Yep. I’d be fine with just knowing. Okay. What are the unit mixes like one bedroom, two bedroom, three bedrooms. I wanna know that what’s the square footage. Give me just gimme a ballpark and gimme, gimme average rents for.
[00:02:36] Dan: Units. Yeah. And the thing we’re trying to pull out there is what’s the Delta between what the rents are at and what they could.
So we’re kind of assuming in this, uh, fake scenario that this is a market we’re already familiar with. Right? So
[00:02:48] Anthony: for us, this would be our market. My very first question to somebody would be like, where is this thing?
[00:02:51] Dan: Yeah. And if you’re gonna try to make an offer in 10 minutes, you’re not gonna do it in a market you’re not familiar with.

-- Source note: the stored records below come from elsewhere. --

//! Simulation driver
//!
//! Runs the discrete zone model over the forcing horizon, resolving HVAC
//! demand each step, and collects the trajectory into a result table. The
//! loop is strictly sequential; each record depends on the previous state.

use log::{debug, info};
use nalgebra::DVector;
use serde::{Deserialize, Serialize};
use thiserror::Error;

use crate::errors::{ZoneError, ZoneResult};
use crate::forcing::ForcingSeries;
use crate::hvac::{resolve_step, ComfortBand, HvacMode};
use crate::integrator::DiscreteSystem;
use crate::network::StateSpaceModel;

/// One row of the simulation output.
#[derive(Clone, Debug, PartialEq, Serialize, Deserialize)]
pub struct StepRecord {
    /// Time at the end of the step (s from the start of the run).
    pub time_s: f64,
    /// Node temperatures at the end of the step (degrees C).
    pub temperatures: Vec<f64>,
    pub heating_power_w: f64,
    pub cooling_power_w: f64,
    pub mode: HvacMode,
}

/// Completed trajectory of a run.
#[derive(Clone, Debug, PartialEq, Serialize, Deserialize)]
pub struct SimulationResult {
    pub records: Vec<StepRecord>,
    /// Timestep the run used (s).
    pub dt: f64,
    /// Index of the air node within each record's temperature vector.
    pub air_node: usize,
}

impl SimulationResult {
    /// Air temperature trajectory (degrees C).
    pub fn air_temperatures(&self) -> Vec<f64> {
        self.records
            .iter()
            .map(|r| r.temperatures[self.air_node])
            .collect()
    }

    /// Total delivered heating energy (J).
    pub fn heating_energy_j(&self) -> f64 {
        self.records.iter().map(|r| r.heating_power_w * self.dt).sum()
    }

    /// Total extracted cooling energy (J).
    pub fn cooling_energy_j(&self) -> f64 {
        self.records.iter().map(|r| r.cooling_power_w * self.dt).sum()
    }
}

/// A run that stopped before the end of the horizon.
///
/// The trajectory up to the failing step is preserved for inspection.
#[derive(Error, Debug)]
#[error("simulation aborted at step {step}: {source}")]
pub struct SimulationAborted {
    pub step: usize,
    pub partial: SimulationResult,
    pub source: ZoneError,
}

/// Run the simulation over the full forcing horizon.
///
/// When `initial` is absent, the run starts from the steady state of the
/// first forcing sample with the plant off, which avoids a spin-up
/// transient polluting the opening hours of the trajectory.
pub fn run(
    model: &StateSpaceModel,
    system: &DiscreteSystem,
    initial: Option<DVector<f64>>,
    forcing: &ForcingSeries,
    band: &ComfortBand,
) -> Result<SimulationResult, Box<SimulationAborted>> {
    let n_steps = forcing.len();
    let abort = |step, partial, source| {
        Box::new(SimulationAborted {
            step,
            partial,
            source,
        })
    };
    let empty = SimulationResult {
        records: Vec::new(),
        dt: system.dt,
        air_node: system.air_node,
    };

    if let Err(e) = validate_band(band, n_steps) {
        return Err(abort(0, empty, e));
    }
    if n_steps == 0 {
        debug!("empty forcing horizon, nothing to simulate");
        return Ok(empty);
    }

    let mut state = match initial {
        Some(x) => {
            if x.len() != model.n_states() {
                return Err(abort(
                    0,
                    empty,
                    ZoneError::MisalignedSeries {
                        name: "initial state".to_string(),
                        expected: model.n_states(),
                        actual: x.len(),
                    },
                ));
            }
            x
        }
        None => match model.steady_state(&forcing.at(0).to_input(0.0)) {
            Ok(x) => {
                debug!("steady-state initialization: {:?}", x.as_slice());
                x
            }
            Err(e) => return Err(abort(0, empty, e)),
        },
    };

    let mut records = Vec::with_capacity(n_steps);
    for (step, forcing_vector) in forcing.iter().enumerate() {
        let solution = match resolve_step(system, &state, &forcing_vector, band, step) {
            Ok(s) => s,
            Err(e) => {
                return Err(abort(
                    step,
                    SimulationResult {
                        records,
                        dt: system.dt,
                        air_node: system.air_node,
                    },
                    e,
                ))
            }
        };
        state = solution.state;
        records.push(StepRecord {
            time_s: (step as f64 + 1.0) * system.dt,
            temperatures: state.iter().copied().collect(),
            heating_power_w: solution.heating_w,
            cooling_power_w: solution.cooling_w,
            mode: solution.mode,
        });
    }

    let result = SimulationResult {
        records,
        dt: system.dt,
        air_node: system.air_node,
    };
    info!(
        "run complete: {} steps, {:.1} kWh heating, {:.1} kWh cooling",
        n_steps,
        result.heating_energy_j() / 3.6e6,
        result.cooling_energy_j() / 3.6e6
    );
    Ok(result)
}

fn validate_band(band: &ComfortBand, n_steps: usize) -> ZoneResult<()> {
    for schedule in [&band.heating_setpoint, &band.cooling_setpoint]
        .into_iter()
        .flatten()
    {
        if schedule.len() != n_steps {
            return Err(ZoneError::MisalignedSeries {
                name: schedule.name().to_string(),
                expected: n_steps,
                actual: schedule.len(),
            });
        }
    }
    Ok(())
}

So we’re gonna just assume that, you know, the market, you kind of know the, [00:03:00] what the comp should be. So you can kind of take that, that rent data and start to run with it and see if there’s some upside there. Yeah. I
[00:03:05] Anthony: think my first question, where is this thing? I wanna know the. Um, that’s gonna inform me and then unit mixes.

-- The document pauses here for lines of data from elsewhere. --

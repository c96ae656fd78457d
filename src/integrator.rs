//! Time integration
//!
//! Exact discretization of the linear time-invariant zone network over a
//! fixed timestep. The thermal time constants of a zone (hours to days) are
//! comparable to or longer than the usual one-hour step, so a forward Euler
//! update is not acceptable; instead the state transition matrix is the
//! matrix exponential `Ad = exp(A dt)` with the matched input matrix
//! `Bd = A^-1 (Ad - I) B`, which reproduces the continuous solution exactly
//! for inputs held constant over the step.
//!
//! The discrete matrices are computed once per run; changing the timestep
//! requires constructing a new [`DiscreteSystem`].

use nalgebra::{DMatrix, DVector};

use crate::errors::{ZoneError, ZoneResult};
use crate::network::StateSpaceModel;

/// Discrete-time update `x(t+dt) = Ad x(t) + Bd u(t)`.
#[derive(Clone, Debug, PartialEq)]
pub struct DiscreteSystem {
    /// Discrete state transition matrix.
    pub ad: DMatrix<f64>,
    /// Discrete input matrix.
    pub bd: DMatrix<f64>,
    /// Timestep the matrices were derived for (s).
    pub dt: f64,
    /// Row index of the air node, copied from the continuous model.
    pub air_node: usize,
}

impl DiscreteSystem {
    /// Derive the discrete update from a continuous model and a fixed
    /// timestep.
    pub fn new(model: &StateSpaceModel, dt: f64) -> ZoneResult<Self> {
        if !(dt > 0.0 && dt.is_finite()) {
            return Err(ZoneError::Error(format!(
                "timestep must be positive and finite, got {dt}"
            )));
        }
        let n = model.n_states();
        let ad = (model.a.clone() * dt).exp();
        // The dissipativity check at assembly guarantees A is invertible
        let a_inv = model.a.clone().try_inverse().ok_or_else(|| {
            ZoneError::IllConditionedNetwork("singular state matrix".to_string())
        })?;
        let bd = &a_inv * (&ad - DMatrix::<f64>::identity(n, n)) * &model.b;
        Ok(Self {
            ad,
            bd,
            dt,
            air_node: model.air_node,
        })
    }

    /// Advance the state by one step. Pure function of state and input.
    pub fn step(&self, state: &DVector<f64>, input: &DVector<f64>) -> DVector<f64> {
        &self.ad * state + &self.bd * input
    }
}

And these are questions that I can just like, you could just fire off, right? Like, okay. What’s the unit mixes, um, of ones, two threes. What’s the average rent in these areas. What’s the square footage. Once we have that information in our minds, because we know our areas, we’re gonna be able to go, okay. That seems low.
That seems average. That seems high mm-hmm . And then from there, once we’ve established, okay. That’s low there’s there’s opportunity there. Then I would probably go to. Okay. Now I need to understand the building mm-hmm and specifically how it’s being run. So next I’d probably ask is like what’s its vac.

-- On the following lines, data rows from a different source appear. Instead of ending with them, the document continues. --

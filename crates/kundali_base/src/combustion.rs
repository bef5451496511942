//! Combustion: a planet within its orb of the Sun.
//!
//! Orbs are fixed per planet. Separation uses the minimum angular
//! distance, so conjunctions across the 0°/360° seam are handled.
//! A planet exactly at its orb limit counts as combust.

use crate::planet::Planet;
use crate::util::min_separation;

/// Combustion orb in degrees. None for the Sun itself and the nodes,
/// which are never combust.
pub const fn combustion_orb(planet: Planet) -> Option<f64> {
    match planet {
        Planet::Moon => Some(12.0),
        Planet::Mars => Some(17.0),
        Planet::Mercury => Some(14.0),
        Planet::Jupiter => Some(11.0),
        Planet::Venus => Some(10.0),
        Planet::Saturn => Some(15.0),
        Planet::Sun | Planet::Rahu | Planet::Ketu => None,
    }
}

/// Whether a planet is combust given its and the Sun's sidereal longitudes.
pub fn is_combust(planet: Planet, planet_lon: f64, sun_lon: f64) -> bool {
    match combustion_orb(planet) {
        Some(orb) => min_separation(planet_lon, sun_lon) <= orb,
        None => false,
    }
}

and what’s his current, I probably wouldn’t even ask what it’s operating expenses. I’m just gonna, I’m just gonna ballpark 50%.
[00:03:50] Dan: Yeah. Yeah. I mean, that’s the way we do it. Uh, if we’re trying to make quick decisions, mm-hmm, , uh, we’ll get that rent roll data and we can pretty much fill in the rest. Like obviously ask about [00:04:00] occupancy, but I think the next big thing I would wanna know is.
Uh, how old’s the roof, the boiler, the electrical, um, basically trying to figure out without doing a full inspection. Is there any huge CapEx items that we, that might need to be done that we aren’t gonna get paid to do? Mm-hmm right. Uh, we’re fine. Renovating units and putting money into that. But if the roof is incredibly old and the boilers are all original, that’s gonna change the economics of the deal quite a bit.
So we’d wanna try to uncover that pretty quickly if we can.
[00:04:27] Anthony: Mm-hmm yeah. The, the reason I would be asking about the vacancy. Initially is we have our numbers and, and on the operating expense side, we, we usually just plug in on the back of the napkin 50% for expense ratio and say, okay, whatever the revenue is, cut that in half and say, half that’s going to operating expenses.
The other half is gonna go towards our debt service and then whatever’s left. After that taxes, it’s gonna be more or less cash flow. 50. Percent’s a good ratio though, because or 50% wouldn’t include the debt. No, I know I’m saying that’s just the operating expense. 50, like half of it goes towards the operating [00:05:00] expense.
uh, like deducting the revenue and then what’s left after that is then gonna be going towards the debt towards taxes. Taxes would be taxes, I guess, could be our operating expense. Mm-hmm um, but then that’s gonna tell us, okay, how efficiently can we run this building? Maybe closer to 40%, a really bad operator might be closer to 60%, but that’s a good starting point.
Just take whatever the revenue number isn’t divided by half.
[00:05:22] Dan: Um, and that’s gonna give you a ball, the theoretical ballpark purchase price. You know, throw your bucket cap rate on that, that NOI number that you get just got all your income. Take half of. Put your cap rate on it. That’s probably in line with the offer that theoretically could be making.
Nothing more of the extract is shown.